- TASK BRIEF
The entries below must be retyped in full. Keep every word the same.

Data extracted from a collection:
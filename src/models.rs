//! Mirrored entity types and the server records they are built from
//!
//! Records (`*Record`, [`ItemPatch`]) mirror the server's attribute names
//! and keep every attribute optional except the id, so the same type serves
//! both full records and "only what changed" modifications. Entities are the
//! validated, owned shapes stored in the mirror.

use std::collections::BTreeMap;
use std::sync::Arc;

use serde::{Deserialize, Serialize};
use serde_json::{Map, Value};

use crate::errors::{MirrorError, MirrorResult};

/// Path separator for folder paths
pub const PATH_SEPARATOR: &str = "/";

/// Well-known folder ids
pub mod folder_ids {
    pub const USER_ROOT: &str = "1";
    pub const INBOX: &str = "2";
    pub const TRASH: &str = "3";
    pub const SPAM: &str = "4";
    pub const SENT: &str = "5";
    pub const DRAFTS: &str = "6";
    pub const CONTACTS: &str = "7";
    pub const CALENDAR: &str = "10";
    pub const TASKS: &str = "15";
    /// Ids below this are system folders
    pub const FIRST_USER_ID: u32 = 256;
}

/// Default view of a folder
#[derive(Debug, Clone, Copy, PartialEq, Eq, Default, Serialize, Deserialize)]
#[serde(rename_all = "lowercase")]
pub enum FolderView {
    Conversation,
    Message,
    Contact,
    Appointment,
    Task,
    Document,
    Wiki,
    #[default]
    #[serde(other)]
    Unknown,
}

/// Access grant on a folder
#[derive(Debug, Clone, PartialEq, Eq, Serialize, Deserialize)]
pub struct Grant {
    /// Grantee type (`usr`, `grp`, `dom`, `pub`, ...)
    #[serde(rename = "gt")]
    pub grantee_type: String,
    #[serde(rename = "zid", default)]
    pub grantee_id: Option<String>,
    #[serde(rename = "d", default)]
    pub grantee_name: Option<String>,
    /// Granted rights, one letter each
    pub perm: String,
}

#[derive(Debug, Clone, Default, PartialEq, Eq, Deserialize)]
pub struct AclRecord {
    #[serde(default)]
    pub grant: Vec<Grant>,
}

/// Folder, search folder or mountpoint record
#[derive(Debug, Clone, Default, PartialEq, Deserialize)]
pub struct FolderRecord {
    pub id: String,
    #[serde(default)]
    pub uuid: Option<String>,
    #[serde(default)]
    pub name: Option<String>,
    #[serde(rename = "l", default)]
    pub parent_id: Option<String>,
    #[serde(rename = "f", default)]
    pub flags: Option<String>,
    #[serde(default)]
    pub color: Option<u8>,
    #[serde(default)]
    pub rgb: Option<String>,
    #[serde(rename = "u", default)]
    pub unread: Option<u32>,
    #[serde(rename = "n", default)]
    pub count: Option<u32>,
    #[serde(rename = "s", default)]
    pub size: Option<u64>,
    #[serde(default)]
    pub view: Option<FolderView>,
    #[serde(default)]
    pub perm: Option<String>,
    #[serde(default)]
    pub url: Option<String>,
    #[serde(default)]
    pub acl: Option<AclRecord>,
    #[serde(rename = "ms", default)]
    pub modified_sequence: Option<i64>,
    #[serde(rename = "rev", default)]
    pub content_sequence: Option<i64>,
    #[serde(default)]
    pub query: Option<String>,
    #[serde(default)]
    pub types: Option<String>,
    #[serde(rename = "sortBy", default)]
    pub sort_by: Option<String>,
    #[serde(rename = "zid", default)]
    pub owner_id: Option<String>,
    #[serde(rename = "rid", default)]
    pub remote_id: Option<String>,
    #[serde(rename = "owner", default)]
    pub owner_name: Option<String>,
    #[serde(default)]
    pub folder: Vec<FolderRecord>,
    #[serde(default)]
    pub search: Vec<FolderRecord>,
    #[serde(default)]
    pub link: Vec<FolderRecord>,
}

- SOLUTION TO THIS PROBLEM
filename src/models.rs
//! Mirrored entity types and the server records they are built from
//!
//! Records (`*Record`, [`ItemPatch`]) mirror the server's attribute names
//! and keep every attribute optional except the id, so the same type serves
//! both full records and "only what changed" modifications. Entities are the
//! validated, owned shapes stored in the mirror.

use std::collections::BTreeMap;
use std::sync::Arc;

use serde::{Deserialize, Serialize};
use serde_json::{Map, Value};

use crate::errors::{MirrorError, MirrorResult};

/// Path separator for folder paths
pub const PATH_SEPARATOR: &str = "/";

/// Well-known folder ids
pub mod folder_ids {
    pub const USER_ROOT: &str = "1";
    pub const INBOX: &str = "2";
    pub const TRASH: &str = "3";
    pub const SPAM: &str = "4";
    pub const SENT: &str = "5";
    pub const DRAFTS: &str = "6";
    pub const CONTACTS: &str = "7";
    pub const CALENDAR: &str = "10";
    pub const TASKS: &str = "15";
    /// Ids below this are system folders
    pub const FIRST_USER_ID: u32 = 256;
}

/// Default view of a folder
#[derive(Debug, Clone, Copy, PartialEq, Eq, Default, Serialize, Deserialize)]
#[serde(rename_all = "lowercase")]
pub enum FolderView {
    Conversation,
    Message,
    Contact,
    Appointment,
    Task,
    Document,
    Wiki,
    #[default]
    #[serde(other)]
    Unknown,
}

/// Access grant on a folder
#[derive(Debug, Clone, PartialEq, Eq, Serialize, Deserialize)]
pub struct Grant {
    /// Grantee type (`usr`, `grp`, `dom`, `pub`, ...)
    #[serde(rename = "gt")]
    pub grantee_type: String,
    #[serde(rename = "zid", default)]
    pub grantee_id: Option<String>,
    #[serde(rename = "d", default)]
    pub grantee_name: Option<String>,
    /// Granted rights, one letter each
    pub perm: String,
}

#[derive(Debug, Clone, Default, PartialEq, Eq, Deserialize)]
pub struct AclRecord {
    #[serde(default)]
    pub grant: Vec<Grant>,
}

/// Folder, search folder or mountpoint record
#[derive(Debug, Clone, Default, PartialEq, Deserialize)]
pub struct FolderRecord {
    pub id: String,
    #[serde(default)]
    pub uuid: Option<String>,
    #[serde(default)]
    pub name: Option<String>,
    #[serde(rename = "l", default)]
    pub parent_id: Option<String>,
    #[serde(rename = "f", default)]
    pub flags: Option<String>,
    #[serde(default)]
    pub color: Option<u8>,
    #[serde(default)]
    pub rgb: Option<String>,
    #[serde(rename = "u", default)]
    pub unread: Option<u32>,
    #[serde(rename = "n", default)]
    pub count: Option<u32>,
    #[serde(rename = "s", default)]
    pub size: Option<u64>,
    #[serde(default)]
    pub view: Option<FolderView>,
    #[serde(default)]
    pub perm: Option<String>,
    #[serde(default)]
    pub url: Option<String>,
    #[serde(default)]
    pub acl: Option<AclRecord>,
    #[serde(rename = "ms", default)]
    pub modified_sequence: Option<i64>,
    #[serde(rename = "rev", default)]
    pub content_sequence: Option<i64>,
    #[serde(default)]
    pub query: Option<String>,
    #[serde(default)]
    pub types: Option<String>,
    #[serde(rename = "sortBy", default)]
    pub sort_by: Option<String>,
    #[serde(rename = "zid", default)]
    pub owner_id: Option<String>,
    #[serde(rename = "rid", default)]
    pub remote_id: Option<String>,
    #[serde(rename = "owner", default)]
    pub owner_name: Option<String>,
    #[serde(default)]
    pub folder: Vec<FolderRecord>,
    #[serde(default)]
    pub search: Vec<FolderRecord>,
    #[serde(default)]
    pub link: Vec<FolderRecord>,
}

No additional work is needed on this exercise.